ACTION ITEM
The lines you return should be those containing the string "latency", taken from the data below.

Dataset entries
──────────────────────────────

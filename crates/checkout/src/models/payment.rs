//! Payment domain types.
//!
//! Card number and CVV stay wrapped in `SecretString` until the moment they
//! are encrypted, so they never show up in `Debug` output or logs.

use chrono::{DateTime, Utc};
use secrecy::SecretString;
use serde::Serialize;

use securecart_core::{OrderId, OrderStatus, PaymentId, UserId};

/// Card data submitted with a payment.
#[derive(Debug, Clone)]
pub struct CardDetails {
    pub card_number: SecretString,
    pub card_holder: String,
    pub expiry_date: String,
    pub cvv: SecretString,
}

/// Payment row to insert. Card number and CVV are already encrypted.
#[derive(Debug, Clone, PartialEq, Eq)]
pub struct NewPaymentRecord {
    pub user_id: UserId,
    pub card_number: Option<String>,
    pub card_holder: String,
    pub expiry_date: String,
    pub cvv: Option<String>,
}

/// A stored payment record. Never updated.
#[derive(Debug, Clone, PartialEq, Eq, sqlx::FromRow)]
pub struct PaymentRecord {
    pub id: PaymentId,
    pub user_id: UserId,
    /// Encrypted card number.
    pub card_number: Option<String>,
    pub card_holder: String,
    pub expiry_date: String,
    /// Encrypted CVV.
    pub cvv: Option<String>,
    pub created_at: DateTime<Utc>,
}

/// Result of a recorded payment.
#[derive(Debug, Clone, Copy, PartialEq, Eq, Serialize)]
pub struct PaymentReceipt {
    pub order_id: OrderId,
    pub payment_id: PaymentId,
    pub status: OrderStatus,
}

/// Display-safe view of a stored card.
#[derive(Debug, Clone, PartialEq, Eq, Serialize)]
pub struct MaskedCard {
    pub payment_id: PaymentId,
    /// All but the last four digits replaced with `*`.
    pub card_number: Option<String>,
    pub card_holder: String,
    pub expiry_date: String,
}

impl MaskedCard {
    /// Mask all but the last four characters.
    #[must_use]
    pub fn mask(card_number: &str) -> String {
        let digits: Vec<char> = card_number.chars().filter(|c| !c.is_whitespace()).collect();
        let visible = digits.len().saturating_sub(4);
        digits
            .iter()
            .enumerate()
            .map(|(i, c)| if i < visible { '*' } else { *c })
            .collect()
    }
}

#[cfg(test)]
mod tests {
    use super::*;

    #[test]
    fn test_mask_keeps_last_four() {
        assert_eq!(MaskedCard::mask("4111 1111 1111 1234"), "************1234");
        assert_eq!(MaskedCard::mask("123"), "123");
    }

    #[test]
    fn test_card_details_debug_redacts() {
        let card = CardDetails {
            card_number: SecretString::from("4111111111111111"),
            card_holder: "Ada Lovelace".to_string(),
            expiry_date: "12/30".to_string(),
            cvv: SecretString::from("737"),
        };
        let debug_output = format!("{card:?}");
        assert!(!debug_output.contains("4111111111111111"));
        assert!(!debug_output.contains("737"));
        assert!(debug_output.contains("Ada Lovelace"));
    }
}
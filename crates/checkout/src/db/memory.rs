//! In-process store.
//!
//! Each transaction works on a private copy of the tables taken at `begin`.
//! Every row it reads or writes is recorded with the version it saw; at
//! commit the versions are compared against the shared tables and the commit
//! fails with `StoreError::Conflict` if any of them moved. This gives the same
//! outcome as `SERIALIZABLE` for the rows checkout touches: of two
//! transactions that both read a product's stock and then write it, only the
//! first to commit succeeds.
//!
//! Ids come from shared sequences and are never reused, even when the
//! transaction that drew them rolls back.

use std::collections::{BTreeMap, HashMap, HashSet};
use std::sync::atomic::{AtomicI32, Ordering};
use std::sync::{Arc, Mutex, MutexGuard};
use std::time::Duration;

use chrono::Utc;

use securecart_core::{OrderId, OrderLineId, OrderStatus, PaymentId, Price, ProductId, UserId};

use super::{CheckoutStore, StoreError, StoreTx};
use crate::models::{
    CartItem, CartLine, CheckoutLine, NewOrderLine, NewPaymentRecord, NewProduct, Order,
    OrderLine, OrderLineView, PaymentRecord, Product,
};

#[derive(Debug, Clone, Default)]
struct Tables {
    products: BTreeMap<ProductId, Product>,
    carts: BTreeMap<UserId, BTreeMap<ProductId, i32>>,
    orders: BTreeMap<OrderId, Order>,
    order_lines: BTreeMap<OrderId, Vec<OrderLine>>,
    payments: BTreeMap<PaymentId, PaymentRecord>,
}

/// Unit of conflict detection. A cart is versioned as a whole, and an order
/// together with its lines.
#[derive(Debug, Clone, Copy, PartialEq, Eq, Hash)]
enum RowKey {
    Product(ProductId),
    Cart(UserId),
    Order(OrderId),
    Payment(PaymentId),
}

#[derive(Debug, Default)]
struct Shared {
    tables: Tables,
    versions: HashMap<RowKey, u64>,
    injected_conflicts: u32,
}

#[derive(Debug, Default)]
struct Sequences {
    product: AtomicI32,
    order: AtomicI32,
    order_line: AtomicI32,
    payment: AtomicI32,
}

fn next_id(counter: &AtomicI32) -> i32 {
    counter.fetch_add(1, Ordering::Relaxed) + 1
}

/// In-memory store with optimistic serializable commits.
#[derive(Debug, Clone, Default)]
pub struct MemoryStore {
    shared: Arc<Mutex<Shared>>,
    sequences: Arc<Sequences>,
    latency: Duration,
}

impl MemoryStore {
    /// Create an empty store.
    #[must_use]
    pub fn new() -> Self {
        Self::default()
    }

    /// Sleep for `latency` before every operation, which widens the window
    /// in which concurrent transactions overlap.
    #[must_use]
    pub const fn with_latency(mut self, latency: Duration) -> Self {
        self.latency = latency;
        self
    }

    /// Make the next `count` writing commits fail with `StoreError::Conflict`.
    ///
    /// # Errors
    ///
    /// Returns `StoreError::DataCorruption` if the store lock is poisoned.
    pub fn inject_commit_conflicts(&self, count: u32) -> Result<(), StoreError> {
        self.lock()?.injected_conflicts = count;
        Ok(())
    }

    fn lock(&self) -> Result<MutexGuard<'_, Shared>, StoreError> {
        self.shared
            .lock()
            .map_err(|_| StoreError::DataCorruption("memory store lock poisoned".to_owned()))
    }

    async fn pause(&self) {
        if !self.latency.is_zero() {
            tokio::time::sleep(self.latency).await;
        }
    }

    fn snapshot(&self) -> Result<MemoryTx, StoreError> {
        let shared = self.lock()?;
        Ok(MemoryTx {
            store: self.clone(),
            tables: shared.tables.clone(),
            versions: shared.versions.clone(),
            reads: HashSet::new(),
            writes: HashSet::new(),
        })
    }

    fn apply(&self, tx: &MemoryTx) -> Result<(), StoreError> {
        if tx.writes.is_empty() {
            return Ok(());
        }

        let mut shared = self.lock()?;
        if shared.injected_conflicts > 0 {
            shared.injected_conflicts -= 1;
            return Err(StoreError::Conflict);
        }

        for key in tx.reads.iter().chain(tx.writes.iter()) {
            let seen = tx.versions.get(key).copied().unwrap_or(0);
            let current = shared.versions.get(key).copied().unwrap_or(0);
            if seen != current {
                return Err(StoreError::Conflict);
            }
        }

        for key in &tx.writes {
            copy_row(&tx.tables, &mut shared.tables, *key);
            *shared.versions.entry(*key).or_insert(0) += 1;
        }
        Ok(())
    }
}

fn copy_row(from: &Tables, to: &mut Tables, key: RowKey) {
    match key {
        RowKey::Product(id) => match from.products.get(&id) {
            Some(product) => {
                to.products.insert(id, product.clone());
            }
            None => {
                to.products.remove(&id);
            }
        },
        RowKey::Cart(user_id) => match from.carts.get(&user_id) {
            Some(cart) if !cart.is_empty() => {
                to.carts.insert(user_id, cart.clone());
            }
            _ => {
                to.carts.remove(&user_id);
            }
        },
        RowKey::Order(id) => {
            match from.orders.get(&id) {
                Some(order) => {
                    to.orders.insert(id, order.clone());
                }
                None => {
                    to.orders.remove(&id);
                }
            }
            match from.order_lines.get(&id) {
                Some(lines) => {
                    to.order_lines.insert(id, lines.clone());
                }
                None => {
                    to.order_lines.remove(&id);
                }
            }
        }
        RowKey::Payment(id) => match from.payments.get(&id) {
            Some(payment) => {
                to.payments.insert(id, payment.clone());
            }
            None => {
                to.payments.remove(&id);
            }
        },
    }
}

──────────────────────────────

RESULT OF THIS EXERCISE
    latency: Duration,
    /// Sleep for `latency` before every operation, which widens the window
    pub const fn with_latency(mut self, latency: Duration) -> Self {
        self.latency = latency;
        if !self.latency.is_zero() {
            tokio::time::sleep(self.latency).await;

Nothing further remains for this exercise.